(Collected data entries)
^^^^
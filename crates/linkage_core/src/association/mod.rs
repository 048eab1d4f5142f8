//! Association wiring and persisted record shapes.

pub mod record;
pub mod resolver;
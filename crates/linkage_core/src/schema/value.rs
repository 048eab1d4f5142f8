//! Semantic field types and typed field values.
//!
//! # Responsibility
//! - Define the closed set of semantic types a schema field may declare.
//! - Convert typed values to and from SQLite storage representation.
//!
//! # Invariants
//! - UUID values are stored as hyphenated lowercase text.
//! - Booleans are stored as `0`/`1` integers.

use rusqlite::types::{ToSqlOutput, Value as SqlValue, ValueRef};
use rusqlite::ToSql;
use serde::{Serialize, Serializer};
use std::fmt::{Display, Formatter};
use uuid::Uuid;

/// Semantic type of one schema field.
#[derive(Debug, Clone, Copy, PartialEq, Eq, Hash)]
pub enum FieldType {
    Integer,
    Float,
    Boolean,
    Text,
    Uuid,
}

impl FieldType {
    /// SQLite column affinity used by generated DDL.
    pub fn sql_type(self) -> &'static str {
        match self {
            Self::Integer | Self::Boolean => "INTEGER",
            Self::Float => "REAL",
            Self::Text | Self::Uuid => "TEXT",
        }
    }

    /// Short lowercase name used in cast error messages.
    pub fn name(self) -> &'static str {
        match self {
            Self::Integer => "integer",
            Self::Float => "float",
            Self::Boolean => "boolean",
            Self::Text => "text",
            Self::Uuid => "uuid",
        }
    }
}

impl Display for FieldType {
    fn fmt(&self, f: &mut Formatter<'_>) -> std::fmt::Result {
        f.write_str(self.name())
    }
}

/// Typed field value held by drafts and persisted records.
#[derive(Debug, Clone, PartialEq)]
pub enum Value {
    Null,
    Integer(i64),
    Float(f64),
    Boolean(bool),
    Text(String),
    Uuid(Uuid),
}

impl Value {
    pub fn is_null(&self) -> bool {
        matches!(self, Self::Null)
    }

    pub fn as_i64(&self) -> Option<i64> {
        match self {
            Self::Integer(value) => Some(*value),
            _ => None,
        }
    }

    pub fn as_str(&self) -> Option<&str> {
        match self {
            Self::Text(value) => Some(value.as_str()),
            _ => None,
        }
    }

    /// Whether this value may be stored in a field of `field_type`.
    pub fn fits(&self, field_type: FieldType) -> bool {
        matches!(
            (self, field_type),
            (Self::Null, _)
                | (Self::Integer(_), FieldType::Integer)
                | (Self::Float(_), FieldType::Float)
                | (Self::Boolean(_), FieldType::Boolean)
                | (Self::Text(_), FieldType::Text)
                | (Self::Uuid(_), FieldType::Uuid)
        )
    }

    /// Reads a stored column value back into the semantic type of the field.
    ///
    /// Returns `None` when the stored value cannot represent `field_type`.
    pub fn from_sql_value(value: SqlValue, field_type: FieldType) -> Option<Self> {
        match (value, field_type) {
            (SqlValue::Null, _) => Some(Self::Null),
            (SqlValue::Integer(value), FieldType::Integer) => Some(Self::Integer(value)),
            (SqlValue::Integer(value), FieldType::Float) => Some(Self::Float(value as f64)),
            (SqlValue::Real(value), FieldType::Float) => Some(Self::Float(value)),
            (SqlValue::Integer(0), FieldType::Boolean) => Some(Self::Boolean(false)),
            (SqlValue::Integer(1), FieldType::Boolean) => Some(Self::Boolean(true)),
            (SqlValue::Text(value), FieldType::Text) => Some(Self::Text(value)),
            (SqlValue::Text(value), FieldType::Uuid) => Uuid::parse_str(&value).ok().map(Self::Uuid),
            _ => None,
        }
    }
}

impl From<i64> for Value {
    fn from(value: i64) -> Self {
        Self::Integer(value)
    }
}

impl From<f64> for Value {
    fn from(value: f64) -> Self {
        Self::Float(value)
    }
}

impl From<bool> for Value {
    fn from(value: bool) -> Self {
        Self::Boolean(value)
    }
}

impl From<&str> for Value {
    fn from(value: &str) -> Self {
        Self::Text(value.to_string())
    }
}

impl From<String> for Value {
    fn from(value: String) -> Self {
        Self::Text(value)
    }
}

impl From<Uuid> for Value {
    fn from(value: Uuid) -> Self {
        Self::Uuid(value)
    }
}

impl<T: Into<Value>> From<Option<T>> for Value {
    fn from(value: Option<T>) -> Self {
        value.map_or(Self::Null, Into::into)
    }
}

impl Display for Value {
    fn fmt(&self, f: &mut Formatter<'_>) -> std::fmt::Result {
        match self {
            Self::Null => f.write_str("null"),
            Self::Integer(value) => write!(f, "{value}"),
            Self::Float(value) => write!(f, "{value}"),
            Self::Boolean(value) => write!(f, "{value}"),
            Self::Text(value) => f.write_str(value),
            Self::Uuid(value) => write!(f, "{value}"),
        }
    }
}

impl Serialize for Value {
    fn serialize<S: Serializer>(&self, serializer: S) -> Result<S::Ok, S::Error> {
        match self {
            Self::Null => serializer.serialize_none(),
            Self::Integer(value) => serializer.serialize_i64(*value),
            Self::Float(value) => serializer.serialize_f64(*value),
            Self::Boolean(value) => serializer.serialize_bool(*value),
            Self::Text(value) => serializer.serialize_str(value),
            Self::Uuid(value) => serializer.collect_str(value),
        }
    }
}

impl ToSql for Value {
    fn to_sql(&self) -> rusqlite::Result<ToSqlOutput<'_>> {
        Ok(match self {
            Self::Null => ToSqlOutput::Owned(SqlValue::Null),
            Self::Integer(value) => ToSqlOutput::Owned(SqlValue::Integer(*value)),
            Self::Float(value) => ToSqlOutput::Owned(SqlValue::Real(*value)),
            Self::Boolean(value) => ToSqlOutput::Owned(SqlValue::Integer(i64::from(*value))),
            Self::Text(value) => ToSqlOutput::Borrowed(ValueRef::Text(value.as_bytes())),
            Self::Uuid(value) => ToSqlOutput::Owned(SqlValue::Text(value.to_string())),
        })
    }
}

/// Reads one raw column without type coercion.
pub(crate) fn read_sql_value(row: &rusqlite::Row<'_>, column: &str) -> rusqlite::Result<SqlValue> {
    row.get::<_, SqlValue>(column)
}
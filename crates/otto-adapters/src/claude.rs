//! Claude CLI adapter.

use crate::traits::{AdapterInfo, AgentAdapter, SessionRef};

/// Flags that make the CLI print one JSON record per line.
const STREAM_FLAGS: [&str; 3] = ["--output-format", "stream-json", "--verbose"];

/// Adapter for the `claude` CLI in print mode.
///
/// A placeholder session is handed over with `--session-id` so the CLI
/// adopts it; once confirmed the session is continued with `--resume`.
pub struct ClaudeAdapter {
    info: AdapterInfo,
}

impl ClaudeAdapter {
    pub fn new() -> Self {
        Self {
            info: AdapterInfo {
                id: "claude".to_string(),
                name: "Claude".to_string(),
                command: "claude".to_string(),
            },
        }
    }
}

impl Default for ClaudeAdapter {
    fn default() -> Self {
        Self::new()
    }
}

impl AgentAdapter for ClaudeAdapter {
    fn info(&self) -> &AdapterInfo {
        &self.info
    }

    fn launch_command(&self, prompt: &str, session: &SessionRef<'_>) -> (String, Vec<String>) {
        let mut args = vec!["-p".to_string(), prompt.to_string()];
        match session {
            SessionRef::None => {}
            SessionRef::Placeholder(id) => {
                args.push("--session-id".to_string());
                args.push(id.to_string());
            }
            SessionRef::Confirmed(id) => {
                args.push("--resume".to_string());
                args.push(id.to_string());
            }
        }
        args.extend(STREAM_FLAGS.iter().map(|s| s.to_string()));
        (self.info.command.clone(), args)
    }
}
^^^^
Word for word, copy out the records.

filename crates/linkage_core/src/association/mod.rs
repository 048eab1d4f5142f8
//! Association wiring and persisted record shapes.

pub mod record;
pub mod resolver;
filename crates/linkage_core/src/schema/value.rs
repository 048eab1d4f5142f8
//! Semantic field types and typed field values.
//!
//! # Responsibility
//! - Define the closed set of semantic types a schema field may declare.
//! - Convert typed values to and from SQLite storage representation.
//!
//! # Invariants
//! - UUID values are stored as hyphenated lowercase text.
//! - Booleans are stored as `0`/`1` integers.

use rusqlite::types::{ToSqlOutput, Value as SqlValue, ValueRef};
use rusqlite::ToSql;
use serde::{Serialize, Serializer};
use std::fmt::{Display, Formatter};
use uuid::Uuid;

/// Semantic type of one schema field.
#[derive(Debug, Clone, Copy, PartialEq, Eq, Hash)]
pub enum FieldType {
    Integer,
    Float,
    Boolean,
    Text,
    Uuid,
}

impl FieldType {
    /// SQLite column affinity used by generated DDL.
    pub fn sql_type(self) -> &'static str {
        match self {
            Self::Integer | Self::Boolean => "INTEGER",
            Self::Float => "REAL",
            Self::Text | Self::Uuid => "TEXT",
        }
    }

    /// Short lowercase name used in cast error messages.
    pub fn name(self) -> &'static str {
        match self {
            Self::Integer => "integer",
            Self::Float => "float",
            Self::Boolean => "boolean",
            Self::Text => "text",
            Self::Uuid => "uuid",
        }
    }
}

impl Display for FieldType {
    fn fmt(&self, f: &mut Formatter<'_>) -> std::fmt::Result {
        f.write_str(self.name())
    }
}

/// Typed field value held by drafts and persisted records.
#[derive(Debug, Clone, PartialEq)]
pub enum Value {
    Null,
    Integer(i64),
    Float(f64),
    Boolean(bool),
    Text(String),
    Uuid(Uuid),
}

impl Value {
    pub fn is_null(&self) -> bool {
        matches!(self, Self::Null)
    }

    pub fn as_i64(&self) -> Option<i64> {
        match self {
            Self::Integer(value) => Some(*value),
            _ => None,
        }
    }

    pub fn as_str(&self) -> Option<&str> {
        match self {
            Self::Text(value) => Some(value.as_str()),
            _ => None,
        }
    }

    /// Whether this value may be stored in a field of `field_type`.
    pub fn fits(&self, field_type: FieldType) -> bool {
        matches!(
            (self, field_type),
            (Self::Null, _)
                | (Self::Integer(_), FieldType::Integer)
                | (Self::Float(_), FieldType::Float)
                | (Self::Boolean(_), FieldType::Boolean)
                | (Self::Text(_), FieldType::Text)
                | (Self::Uuid(_), FieldType::Uuid)
        )
    }

    /// Reads a stored column value back into the semantic type of the field.
    ///
    /// Returns `None` when the stored value cannot represent `field_type`.
    pub fn from_sql_value(value: SqlValue, field_type: FieldType) -> Option<Self> {
        match (value, field_type) {
            (SqlValue::Null, _) => Some(Self::Null),
            (SqlValue::Integer(value), FieldType::Integer) => Some(Self::Integer(value)),
            (SqlValue::Integer(value), FieldType::Float) => Some(Self::Float(value as f64)),
            (SqlValue::Real(value), FieldType::Float) => Some(Self::Float(value)),
            (SqlValue::Integer(0), FieldType::Boolean) => Some(Self::Boolean(false)),
            (SqlValue::Integer(1), FieldType::Boolean) => Some(Self::Boolean(true)),
            (SqlValue::Text(value), FieldType::Text) => Some(Self::Text(value)),
            (SqlValue::Text(value), FieldType::Uuid) => Uuid::parse_str(&value).ok().map(Self::Uuid),
            _ => None,
        }
    }
}

impl From<i64> for Value {
    fn from(value: i64) -> Self {
        Self::Integer(value)
    }
}

impl From<f64> for Value {
    fn from(value: f64) -> Self {
        Self::Float(value)
    }
}

impl From<bool> for Value {
    fn from(value: bool) -> Self {
        Self::Boolean(value)
    }
}

impl From<&str> for Value {
    fn from(value: &str) -> Self {
        Self::Text(value.to_string())
    }
}

impl From<String> for Value {
    fn from(value: String) -> Self {
        Self::Text(value)
    }
}

impl From<Uuid> for Value {
    fn from(value: Uuid) -> Self {
        Self::Uuid(value)
    }
}

impl<T: Into<Value>> From<Option<T>> for Value {
    fn from(value: Option<T>) -> Self {
        value.map_or(Self::Null, Into::into)
    }
}

impl Display for Value {
    fn fmt(&self, f: &mut Formatter<'_>) -> std::fmt::Result {
        match self {
            Self::Null => f.write_str("null"),
            Self::Integer(value) => write!(f, "{value}"),
            Self::Float(value) => write!(f, "{value}"),
            Self::Boolean(value) => write!(f, "{value}"),
            Self::Text(value) => f.write_str(value),
            Self::Uuid(value) => write!(f, "{value}"),
        }
    }
}

impl Serialize for Value {
    fn serialize<S: Serializer>(&self, serializer: S) -> Result<S::Ok, S::Error> {
        match self {
            Self::Null => serializer.serialize_none(),
            Self::Integer(value) => serializer.serialize_i64(*value),
            Self::Float(value) => serializer.serialize_f64(*value),
            Self::Boolean(value) => serializer.serialize_bool(*value),
            Self::Text(value) => serializer.serialize_str(value),
            Self::Uuid(value) => serializer.collect_str(value),
        }
    }
}

impl ToSql for Value {
    fn to_sql(&self) -> rusqlite::Result<ToSqlOutput<'_>> {
        Ok(match self {
            Self::Null => ToSqlOutput::Owned(SqlValue::Null),
            Self::Integer(value) => ToSqlOutput::Owned(SqlValue::Integer(*value)),
            Self::Float(value) => ToSqlOutput::Owned(SqlValue::Real(*value)),
            Self::Boolean(value) => ToSqlOutput::Owned(SqlValue::Integer(i64::from(*value))),
            Self::Text(value) => ToSqlOutput::Borrowed(ValueRef::Text(value.as_bytes())),
            Self::Uuid(value) => ToSqlOutput::Owned(SqlValue::Text(value.to_string())),
        })
    }
}

/// Reads one raw column without type coercion.
pub(crate) fn read_sql_value(row: &rusqlite::Row<'_>, column: &str) -> rusqlite::Result<SqlValue> {
    row.get::<_, SqlValue>(column)
}
filename crates/otto-adapters/src/claude.rs
//! Claude CLI adapter.

use crate::traits::{AdapterInfo, AgentAdapter, SessionRef};

/// Flags that make the CLI print one JSON record per line.
const STREAM_FLAGS: [&str; 3] = ["--output-format", "stream-json", "--verbose"];

/// Adapter for the `claude` CLI in print mode.
///
/// A placeholder session is handed over with `--session-id` so the CLI
/// adopts it; once confirmed the session is continued with `--resume`.
pub struct ClaudeAdapter {
    info: AdapterInfo,
}

impl ClaudeAdapter {
    pub fn new() -> Self {
        Self {
            info: AdapterInfo {
                id: "claude".to_string(),
                name: "Claude".to_string(),
                command: "claude".to_string(),
            },
        }
    }
}

impl Default for ClaudeAdapter {
    fn default() -> Self {
        Self::new()
    }
}

impl AgentAdapter for ClaudeAdapter {
    fn info(&self) -> &AdapterInfo {
        &self.info
    }

    fn launch_command(&self, prompt: &str, session: &SessionRef<'_>) -> (String, Vec<String>) {
        let mut args = vec!["-p".to_string(), prompt.to_string()];
        match session {
            SessionRef::None => {}
            SessionRef::Placeholder(id) => {
                args.push("--session-id".to_string());
                args.push(id.to_string());
            }
            SessionRef::Confirmed(id) => {
                args.push("--resume".to_string());
                args.push(id.to_string());
            }
        }
        args.extend(STREAM_FLAGS.iter().map(|s| s.to_string()));
        (self.info.command.clone(), args)
    }
}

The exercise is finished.